From the entries below, copy every line holding the word "named".

Segment Start: Records to use

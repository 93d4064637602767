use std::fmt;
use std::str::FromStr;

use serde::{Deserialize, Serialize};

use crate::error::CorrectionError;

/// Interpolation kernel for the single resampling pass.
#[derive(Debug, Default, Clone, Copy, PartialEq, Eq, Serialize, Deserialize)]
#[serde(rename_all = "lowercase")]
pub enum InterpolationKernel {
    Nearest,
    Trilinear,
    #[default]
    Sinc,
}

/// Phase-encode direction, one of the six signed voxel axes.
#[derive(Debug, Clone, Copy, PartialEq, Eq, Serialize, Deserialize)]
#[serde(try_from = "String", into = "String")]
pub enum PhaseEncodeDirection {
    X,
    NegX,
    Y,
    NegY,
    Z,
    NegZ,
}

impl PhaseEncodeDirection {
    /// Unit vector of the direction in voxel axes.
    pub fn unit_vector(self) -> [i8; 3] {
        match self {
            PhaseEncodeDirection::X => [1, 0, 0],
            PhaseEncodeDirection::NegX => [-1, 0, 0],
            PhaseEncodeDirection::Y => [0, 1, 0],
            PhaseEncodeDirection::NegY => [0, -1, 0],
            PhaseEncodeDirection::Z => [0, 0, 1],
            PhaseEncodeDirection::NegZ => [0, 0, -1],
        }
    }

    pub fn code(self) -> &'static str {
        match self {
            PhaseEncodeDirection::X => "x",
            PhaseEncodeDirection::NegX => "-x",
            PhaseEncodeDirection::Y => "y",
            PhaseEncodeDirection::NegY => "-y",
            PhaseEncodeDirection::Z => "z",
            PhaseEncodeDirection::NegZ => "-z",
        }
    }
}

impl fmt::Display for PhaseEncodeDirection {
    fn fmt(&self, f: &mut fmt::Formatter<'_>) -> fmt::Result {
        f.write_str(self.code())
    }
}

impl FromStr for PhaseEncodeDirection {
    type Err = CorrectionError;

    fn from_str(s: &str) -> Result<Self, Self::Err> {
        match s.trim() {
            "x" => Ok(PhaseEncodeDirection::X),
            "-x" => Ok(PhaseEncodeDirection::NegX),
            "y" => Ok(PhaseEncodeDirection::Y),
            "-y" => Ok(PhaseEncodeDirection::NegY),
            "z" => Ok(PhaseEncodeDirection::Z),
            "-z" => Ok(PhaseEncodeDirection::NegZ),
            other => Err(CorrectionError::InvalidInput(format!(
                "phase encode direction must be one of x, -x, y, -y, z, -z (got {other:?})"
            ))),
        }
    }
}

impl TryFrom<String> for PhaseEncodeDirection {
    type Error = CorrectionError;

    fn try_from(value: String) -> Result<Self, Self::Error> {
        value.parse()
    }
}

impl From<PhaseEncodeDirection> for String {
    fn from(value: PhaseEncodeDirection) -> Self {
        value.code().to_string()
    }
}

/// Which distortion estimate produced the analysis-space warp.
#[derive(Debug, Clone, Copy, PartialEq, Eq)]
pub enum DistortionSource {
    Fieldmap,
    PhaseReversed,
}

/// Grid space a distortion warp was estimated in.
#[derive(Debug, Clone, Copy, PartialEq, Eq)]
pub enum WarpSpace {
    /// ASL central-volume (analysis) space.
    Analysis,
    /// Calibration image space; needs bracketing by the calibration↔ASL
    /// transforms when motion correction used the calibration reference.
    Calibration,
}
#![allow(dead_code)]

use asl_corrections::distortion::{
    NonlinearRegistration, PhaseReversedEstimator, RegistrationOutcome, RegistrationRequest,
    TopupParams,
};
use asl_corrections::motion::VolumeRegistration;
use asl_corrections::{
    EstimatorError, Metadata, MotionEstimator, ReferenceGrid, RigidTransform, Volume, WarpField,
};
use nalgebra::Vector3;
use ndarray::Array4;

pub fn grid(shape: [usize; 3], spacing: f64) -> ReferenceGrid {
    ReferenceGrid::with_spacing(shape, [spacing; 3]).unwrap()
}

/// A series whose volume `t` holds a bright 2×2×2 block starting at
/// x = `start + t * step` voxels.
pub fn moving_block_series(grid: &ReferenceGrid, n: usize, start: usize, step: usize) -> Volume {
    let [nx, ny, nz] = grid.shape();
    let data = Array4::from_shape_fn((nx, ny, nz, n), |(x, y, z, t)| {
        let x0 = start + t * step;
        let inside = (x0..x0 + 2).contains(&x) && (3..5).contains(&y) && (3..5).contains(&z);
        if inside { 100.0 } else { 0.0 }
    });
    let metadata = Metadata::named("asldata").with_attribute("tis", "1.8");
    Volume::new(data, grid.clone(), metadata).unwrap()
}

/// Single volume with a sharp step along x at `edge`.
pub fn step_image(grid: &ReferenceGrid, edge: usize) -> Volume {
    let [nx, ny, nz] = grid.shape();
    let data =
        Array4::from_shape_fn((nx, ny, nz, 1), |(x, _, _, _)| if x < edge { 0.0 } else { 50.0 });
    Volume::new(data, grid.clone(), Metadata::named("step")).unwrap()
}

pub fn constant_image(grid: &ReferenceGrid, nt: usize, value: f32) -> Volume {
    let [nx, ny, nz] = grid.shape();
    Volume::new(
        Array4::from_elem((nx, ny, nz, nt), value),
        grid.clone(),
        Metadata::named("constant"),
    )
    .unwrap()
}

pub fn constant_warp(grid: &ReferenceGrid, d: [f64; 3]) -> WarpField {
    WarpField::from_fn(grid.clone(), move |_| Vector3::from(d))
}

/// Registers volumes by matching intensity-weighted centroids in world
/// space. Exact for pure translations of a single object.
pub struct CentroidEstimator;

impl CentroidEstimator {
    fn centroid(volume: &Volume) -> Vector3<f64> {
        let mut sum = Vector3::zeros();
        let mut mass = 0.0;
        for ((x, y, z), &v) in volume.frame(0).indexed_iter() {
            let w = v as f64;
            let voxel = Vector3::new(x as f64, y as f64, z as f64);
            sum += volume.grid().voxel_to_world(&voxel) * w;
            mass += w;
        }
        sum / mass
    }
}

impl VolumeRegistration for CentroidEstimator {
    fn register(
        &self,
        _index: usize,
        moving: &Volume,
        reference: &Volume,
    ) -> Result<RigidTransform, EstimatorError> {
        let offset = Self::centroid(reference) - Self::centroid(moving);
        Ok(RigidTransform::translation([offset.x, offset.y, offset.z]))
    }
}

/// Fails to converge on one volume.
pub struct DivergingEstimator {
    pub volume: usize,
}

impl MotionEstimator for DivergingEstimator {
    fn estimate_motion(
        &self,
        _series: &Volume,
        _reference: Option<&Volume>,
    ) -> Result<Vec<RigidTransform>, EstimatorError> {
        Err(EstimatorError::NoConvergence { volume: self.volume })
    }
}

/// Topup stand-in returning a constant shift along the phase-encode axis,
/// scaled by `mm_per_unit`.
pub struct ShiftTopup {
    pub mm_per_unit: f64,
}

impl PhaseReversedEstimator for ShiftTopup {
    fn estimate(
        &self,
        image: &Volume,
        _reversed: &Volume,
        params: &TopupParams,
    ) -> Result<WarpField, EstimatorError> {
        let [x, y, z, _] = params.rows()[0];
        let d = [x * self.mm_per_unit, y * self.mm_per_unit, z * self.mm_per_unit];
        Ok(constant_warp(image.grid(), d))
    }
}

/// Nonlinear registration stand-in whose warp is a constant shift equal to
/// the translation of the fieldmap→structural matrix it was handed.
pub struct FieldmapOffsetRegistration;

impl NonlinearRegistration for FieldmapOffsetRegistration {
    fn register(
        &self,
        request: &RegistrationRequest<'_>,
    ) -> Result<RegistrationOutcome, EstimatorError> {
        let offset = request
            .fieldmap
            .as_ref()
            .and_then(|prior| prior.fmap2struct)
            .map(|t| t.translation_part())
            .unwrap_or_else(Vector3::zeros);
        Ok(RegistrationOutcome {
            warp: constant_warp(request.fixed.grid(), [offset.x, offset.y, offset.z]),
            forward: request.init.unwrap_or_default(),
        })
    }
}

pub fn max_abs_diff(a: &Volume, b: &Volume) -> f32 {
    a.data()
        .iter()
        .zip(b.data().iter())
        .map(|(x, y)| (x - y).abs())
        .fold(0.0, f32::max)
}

Segment End: Records to use

Exercise answer.
    let metadata = Metadata::named("asldata").with_attribute("tis", "1.8");
    Volume::new(data, grid.clone(), Metadata::named("step")).unwrap()
        Metadata::named("constant"),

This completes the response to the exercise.